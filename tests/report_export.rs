use std::fs;

use tempfile::TempDir;

use gradebook::backup;
use gradebook::roster::RosterStore;
use gradebook::sheet::{self, REPORT_HEADER_ROW};
use gradebook::student::StudentRecord;

fn roster() -> RosterStore {
    let mut store = RosterStore::new();
    store
        .insert(
            StudentRecord::new(
                "S1",
                "Passing Student",
                20,
                "F",
                "2005-01-01",
                "s1@example.com",
                [95.0, 92.0, 88.0, 91.0, 93.0, 89.0, 90.0],
            )
            .expect("valid"),
        )
        .expect("insert");
    store
        .insert(
            StudentRecord::new(
                "S2",
                "Failing Student",
                21,
                "M",
                "2004-01-01",
                "s2@example.com",
                [40.0, 55.0, 60.0, 45.0, 50.0, 58.0, 52.0],
            )
            .expect("valid"),
        )
        .expect("insert");
    store
}

#[test]
fn report_layout_has_fixed_offsets() {
    let dir = TempDir::new().expect("temp dir");
    let path = dir.path().join("grade_report.csv");
    sheet::export_report(&path, &roster()).expect("export report");

    let text = fs::read_to_string(&path).expect("read report");
    let lines: Vec<&str> = text.lines().collect();

    assert!(lines[0].starts_with("GRADE REPORT - "));
    assert!(lines[2].contains("Total Students: 2"));
    assert!(lines[3].contains("Passing Students: 1"));
    assert!(lines[4].contains("Pass Rate: 50.00%"));
    assert!(lines[5].contains("Class Average: 71.29"));

    // Column header sits at the fixed report offset, data right below.
    let header_line = lines[REPORT_HEADER_ROW - 1];
    assert!(header_line.starts_with("Student ID,Name,Age"));
    assert!(header_line.contains("Mathematics"));
    assert!(header_line.ends_with("Last Updated"));
    assert!(lines[REPORT_HEADER_ROW].starts_with("S1,Passing Student"));
    assert!(lines[REPORT_HEADER_ROW + 1].starts_with("S2,Failing Student"));
}

#[test]
fn report_rows_carry_derived_grade_columns() {
    let dir = TempDir::new().expect("temp dir");
    let path = dir.path().join("grade_report.csv");
    sheet::export_report(&path, &roster()).expect("export report");

    let text = fs::read_to_string(&path).expect("read report");
    let lines: Vec<&str> = text.lines().collect();
    let s1 = lines[REPORT_HEADER_ROW];
    assert!(s1.contains("91.14"));
    assert!(s1.contains(",A,"));
    assert!(s1.contains("4.0"));
    assert!(s1.contains("Pass"));
    let s2 = lines[REPORT_HEADER_ROW + 1];
    assert!(s2.contains("51.43"));
    assert!(s2.contains(",E,"));
    assert!(s2.contains("0.0"));
    assert!(s2.contains("Fail"));
}

#[test]
fn empty_roster_report_has_zero_statistics() {
    let dir = TempDir::new().expect("temp dir");
    let path = dir.path().join("grade_report.csv");
    sheet::export_report(&path, &RosterStore::new()).expect("export report");

    let text = fs::read_to_string(&path).expect("read report");
    let lines: Vec<&str> = text.lines().collect();
    assert!(lines[2].contains("Total Students: 0"));
    assert!(lines[4].contains("Pass Rate: 0.00%"));
    assert!(lines[5].contains("Class Average: 0.00"));
}

#[test]
fn backup_writes_timestamped_copy_without_touching_primary() {
    let dir = TempDir::new().expect("temp dir");
    let backups = dir.path().join("backups");
    let primary = dir.path().join("students.csv");
    let store = roster();
    sheet::export(&primary, &store).expect("export primary");
    let before = fs::read_to_string(&primary).expect("read primary");

    let written =
        backup::create_backup(&backups, "students.csv", &store).expect("create backup");
    assert!(written.is_file());
    let name = written
        .file_name()
        .and_then(|n| n.to_str())
        .expect("backup file name");
    assert!(name.starts_with("backup_students_"));
    assert!(sheet::validate_schema(&written));

    let after = fs::read_to_string(&primary).expect("re-read primary");
    assert_eq!(before, after);
}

§ Exercise instructions:
Would you restate each line of the material above word for word?

§ Output for this exercise:
filename tests/report_export.rs
use std::fs;

use tempfile::TempDir;

use gradebook::backup;
use gradebook::roster::RosterStore;
use gradebook::sheet::{self, REPORT_HEADER_ROW};
use gradebook::student::StudentRecord;

fn roster() -> RosterStore {
    let mut store = RosterStore::new();
    store
        .insert(
            StudentRecord::new(
                "S1",
                "Passing Student",
                20,
                "F",
                "2005-01-01",
                "s1@example.com",
                [95.0, 92.0, 88.0, 91.0, 93.0, 89.0, 90.0],
            )
            .expect("valid"),
        )
        .expect("insert");
    store
        .insert(
            StudentRecord::new(
                "S2",
                "Failing Student",
                21,
                "M",
                "2004-01-01",
                "s2@example.com",
                [40.0, 55.0, 60.0, 45.0, 50.0, 58.0, 52.0],
            )
            .expect("valid"),
        )
        .expect("insert");
    store
}

#[test]
fn report_layout_has_fixed_offsets() {
    let dir = TempDir::new().expect("temp dir");
    let path = dir.path().join("grade_report.csv");
    sheet::export_report(&path, &roster()).expect("export report");

    let text = fs::read_to_string(&path).expect("read report");
    let lines: Vec<&str> = text.lines().collect();

    assert!(lines[0].starts_with("GRADE REPORT - "));
    assert!(lines[2].contains("Total Students: 2"));
    assert!(lines[3].contains("Passing Students: 1"));
    assert!(lines[4].contains("Pass Rate: 50.00%"));
    assert!(lines[5].contains("Class Average: 71.29"));

    // Column header sits at the fixed report offset, data right below.
    let header_line = lines[REPORT_HEADER_ROW - 1];
    assert!(header_line.starts_with("Student ID,Name,Age"));
    assert!(header_line.contains("Mathematics"));
    assert!(header_line.ends_with("Last Updated"));
    assert!(lines[REPORT_HEADER_ROW].starts_with("S1,Passing Student"));
    assert!(lines[REPORT_HEADER_ROW + 1].starts_with("S2,Failing Student"));
}

#[test]
fn report_rows_carry_derived_grade_columns() {
    let dir = TempDir::new().expect("temp dir");
    let path = dir.path().join("grade_report.csv");
    sheet::export_report(&path, &roster()).expect("export report");

    let text = fs::read_to_string(&path).expect("read report");
    let lines: Vec<&str> = text.lines().collect();
    let s1 = lines[REPORT_HEADER_ROW];
    assert!(s1.contains("91.14"));
    assert!(s1.contains(",A,"));
    assert!(s1.contains("4.0"));
    assert!(s1.contains("Pass"));
    let s2 = lines[REPORT_HEADER_ROW + 1];
    assert!(s2.contains("51.43"));
    assert!(s2.contains(",E,"));
    assert!(s2.contains("0.0"));
    assert!(s2.contains("Fail"));
}

#[test]
fn empty_roster_report_has_zero_statistics() {
    let dir = TempDir::new().expect("temp dir");
    let path = dir.path().join("grade_report.csv");
    sheet::export_report(&path, &RosterStore::new()).expect("export report");

    let text = fs::read_to_string(&path).expect("read report");
    let lines: Vec<&str> = text.lines().collect();
    assert!(lines[2].contains("Total Students: 0"));
    assert!(lines[4].contains("Pass Rate: 0.00%"));
    assert!(lines[5].contains("Class Average: 0.00"));
}

#[test]
fn backup_writes_timestamped_copy_without_touching_primary() {
    let dir = TempDir::new().expect("temp dir");
    let backups = dir.path().join("backups");
    let primary = dir.path().join("students.csv");
    let store = roster();
    sheet::export(&primary, &store).expect("export primary");
    let before = fs::read_to_string(&primary).expect("read primary");

    let written =
        backup::create_backup(&backups, "students.csv", &store).expect("create backup");
    assert!(written.is_file());
    let name = written
        .file_name()
        .and_then(|n| n.to_str())
        .expect("backup file name");
    assert!(name.starts_with("backup_students_"));
    assert!(sheet::validate_schema(&written));

    let after = fs::read_to_string(&primary).expect("re-read primary");
    assert_eq!(before, after);
}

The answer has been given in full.